* **What is expected**
Across the records below, report how many lines include the word "empty", stating the number alone.

* **Dataset content**
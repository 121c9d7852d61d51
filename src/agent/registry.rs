//! Name → Agent registry and the three selection primitives (spec §4.2).
//!
//! A global default registry is acceptable (one process-wide singleton,
//! per spec's design notes) but this type carries no global state itself:
//! callers build one `Registry`, register adapters into it once at
//! startup, and never mutate it after selection.

use std::collections::BTreeMap;
use std::sync::{Arc, RwLock};

use super::Agent;

/// Errors from registry lookups and selection.
#[derive(Debug, Clone, PartialEq, Eq, thiserror::Error)]
pub enum SelectError {
    #[error("no agents registered")]
    NoAgents,
    #[error("multiple agents available, select one: {0:?}")]
    MultipleAgentsNeedSelection(Vec<String>),
    #[error("agent '{0}' not found")]
    AgentNotFound(String),
    #[error("agent '{0}' is not available")]
    AgentNotAvailable(String),
    #[error("selection failed: {0}")]
    SelectionFailed(String),
}

#[derive(Default)]
pub struct Registry {
    agents: RwLock<BTreeMap<String, Arc<dyn Agent>>>,
}

impl Registry {
    pub fn new() -> Self {
        Self {
            agents: RwLock::new(BTreeMap::new()),
        }
    }

    pub fn register(&self, agent: Arc<dyn Agent>) {
        self.agents
            .write()
            .expect("registry lock poisoned")
            .insert(agent.name().to_string(), agent);
    }

    pub fn unregister(&self, name: &str) {
        self.agents
            .write()
            .expect("registry lock poisoned")
            .remove(name);
    }

    pub fn get(&self, name: &str) -> Option<Arc<dyn Agent>> {
        self.agents
            .read()
            .expect("registry lock poisoned")
            .get(name)
            .cloned()
    }

    /// All registered agents, sorted by name (deterministic).
    pub fn list(&self) -> Vec<Arc<dyn Agent>> {
        self.agents
            .read()
            .expect("registry lock poisoned")
            .values()
            .cloned()
            .collect()
    }

    /// Registered agents whose `available()` probe passes, sorted by name.
    pub fn list_available(&self) -> Vec<Arc<dyn Agent>> {
        self.list().into_iter().filter(|a| a.available()).collect()
    }

    /// Strict selection: if `name` is given, it must exist and be
    /// available. If empty, 0 available is `NoAgents`, exactly 1 is
    /// auto-selected, 2+ is `MultipleAgentsNeedSelection`.
    pub fn select(&self, name: Option<&str>) -> Result<Arc<dyn Agent>, SelectError> {
        match name {
            Some(name) => {
                let agent = self
                    .get(name)
                    .ok_or_else(|| SelectError::AgentNotFound(name.to_string()))?;
                if !agent.available() {
                    return Err(SelectError::AgentNotAvailable(name.to_string()));
                }
                Ok(agent)
            }
            None => {
                let available = self.list_available();
                match available.len() {
                    0 => Err(SelectError::NoAgents),
                    1 => Ok(available.into_iter().next().unwrap()),
                    _ => Err(SelectError::MultipleAgentsNeedSelection(
                        available.iter().map(|a| a.name().to_string()).collect(),
                    )),
                }
            }
        }
    }

    /// Lenient selection: availability is not enforced for an exact-name
    /// match; an empty name falls back to the first agent sorted by name.
    pub fn get_or_default(&self, name: Option<&str>) -> Result<Arc<dyn Agent>, SelectError> {
        match name {
            Some(name) => self
                .get(name)
                .ok_or_else(|| SelectError::AgentNotFound(name.to_string())),
            None => {
                let all = self.list();
                all.into_iter()
                    .next()
                    .ok_or(SelectError::NoAgents)
            }
        }
    }

    /// Interactive selection: delegates to `ui_callback` when 2+ agents are
    /// available, surfacing its error as `SelectionFailed`.
    pub fn prompt_selection<F>(&self, ui_callback: F) -> Result<Arc<dyn Agent>, SelectError>
    where
        F: FnOnce(&[Arc<dyn Agent>]) -> Result<usize, String>,
    {
        let available = self.list_available();
        match available.len() {
            0 => Err(SelectError::NoAgents),
            1 => Ok(available.into_iter().next().unwrap()),
            _ => {
                let idx = ui_callback(&available).map_err(SelectError::SelectionFailed)?;
                available
                    .get(idx)
                    .cloned()
                    .ok_or_else(|| SelectError::SelectionFailed("index out of range".to_string()))
            }
        }
    }
}

#[cfg(test)]
mod tests {
    use super::*;
    use crate::agent::{InvocationResult, InvokeOpts, Model};
    use async_trait::async_trait;
    use tokio_util::sync::CancellationToken;

    struct FakeAgent {
        name: String,
        available: bool,
    }

    #[async_trait]
    impl Agent for FakeAgent {
        fn name(&self) -> &str {
            &self.name
        }
        fn description(&self) -> &str {
            "fake"
        }
        fn available(&self) -> bool {
            self.available
        }
        async fn check_auth(&self) -> Result<(), String> {
            Ok(())
        }
        fn list_models(&self) -> Vec<Model> {
            vec![]
        }
        fn default_model(&self) -> Model {
            Model {
                id: "x".into(),
                display_name: "x".into(),
            }
        }
        async fn run(
            &self,
            _prompt: &str,
            _opts: &InvokeOpts,
            _cancel: CancellationToken,
        ) -> anyhow::Result<InvocationResult> {
            unreachable!("not exercised by registry tests")
        }
        async fn continue_session(
            &self,
            _session_id: &str,
            _prompt: &str,
            _opts: &InvokeOpts,
            _cancel: CancellationToken,
        ) -> anyhow::Result<InvocationResult> {
            unreachable!("not exercised by registry tests")
        }
    }

    fn fake(name: &str, available: bool) -> Arc<dyn Agent> {
        Arc::new(FakeAgent {
            name: name.to_string(),
            available,
        })
    }

    #[test]
    fn select_with_zero_available_is_no_agents() {
        let registry = Registry::new();
        assert_eq!(registry.select(None), Err(SelectError::NoAgents));
    }

    #[test]
    fn select_with_exactly_one_available_auto_selects() {
        let registry = Registry::new();
        registry.register(fake("cursor", true));
        let agent = registry.select(None).unwrap();
        assert_eq!(agent.name(), "cursor");
    }

    #[test]
    fn select_with_multiple_available_is_ambiguous() {
        let registry = Registry::new();
        registry.register(fake("cursor", true));
        registry.register(fake("auggie", true));
        match registry.select(None) {
            Err(SelectError::MultipleAgentsNeedSelection(names)) => {
                assert_eq!(names, vec!["auggie".to_string(), "cursor".to_string()]);
            }
            other => panic!("expected MultipleAgentsNeedSelection, got {other:?}"),
        }
    }

    #[test]
    fn select_named_not_found() {
        let registry = Registry::new();
        assert_eq!(
            registry.select(Some("ghost")),
            Err(SelectError::AgentNotFound("ghost".to_string()))
        );
    }

    #[test]
    fn select_named_unavailable() {
        let registry = Registry::new();
        registry.register(fake("cursor", false));
        assert_eq!(
            registry.select(Some("cursor")),
            Err(SelectError::AgentNotAvailable("cursor".to_string()))
        );
    }

    #[test]
    fn get_or_default_ignores_availability_for_named_lookup() {
        let registry = Registry::new();
        registry.register(fake("cursor", false));
        let agent = registry.get_or_default(Some("cursor")).unwrap();
        assert_eq!(agent.name(), "cursor");
    }

    #[test]
    fn get_or_default_picks_first_sorted_when_unnamed() {
        let registry = Registry::new();
        registry.register(fake("zeta", true));
        registry.register(fake("alpha", false));
        let agent = registry.get_or_default(None).unwrap();
        assert_eq!(agent.name(), "alpha");
    }

    #[test]
    fn list_is_sorted_by_name() {
        let registry = Registry::new();
        registry.register(fake("zeta", true));
        registry.register(fake("alpha", true));
        registry.register(fake("mu", true));
        let names: Vec<_> = registry.list().iter().map(|a| a.name().to_string()).collect();
        assert_eq!(names, vec!["alpha", "mu", "zeta"]);
    }

    #[test]
    fn prompt_selection_auto_selects_single_without_calling_ui() {
        let registry = Registry::new();
        registry.register(fake("cursor", true));
        let agent = registry
            .prompt_selection(|_| panic!("ui should not be called"))
            .unwrap();
        assert_eq!(agent.name(), "cursor");
    }

    #[test]
    fn prompt_selection_delegates_to_ui_when_ambiguous() {
        let registry = Registry::new();
        registry.register(fake("cursor", true));
        registry.register(fake("auggie", true));
        let agent = registry.prompt_selection(|available| {
            available
                .iter()
                .position(|a| a.name() == "cursor")
                .ok_or_else(|| "not found".to_string())
        });
        assert_eq!(agent.unwrap().name(), "cursor");
    }

    #[test]
    fn prompt_selection_surfaces_ui_error() {
        let registry = Registry::new();
        registry.register(fake("cursor", true));
        registry.register(fake("auggie", true));
        let result = registry.prompt_selection(|_| Err("user aborted".to_string()));
        assert_eq!(
            result,
            Err(SelectError::SelectionFailed("user aborted".to_string()))
        );
    }

    #[test]
    fn unregister_removes_agent() {
        let registry = Registry::new();
        registry.register(fake("cursor", true));
        registry.unregister("cursor");
        assert!(registry.get("cursor").is_none());
    }
}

* **Output for this task**
2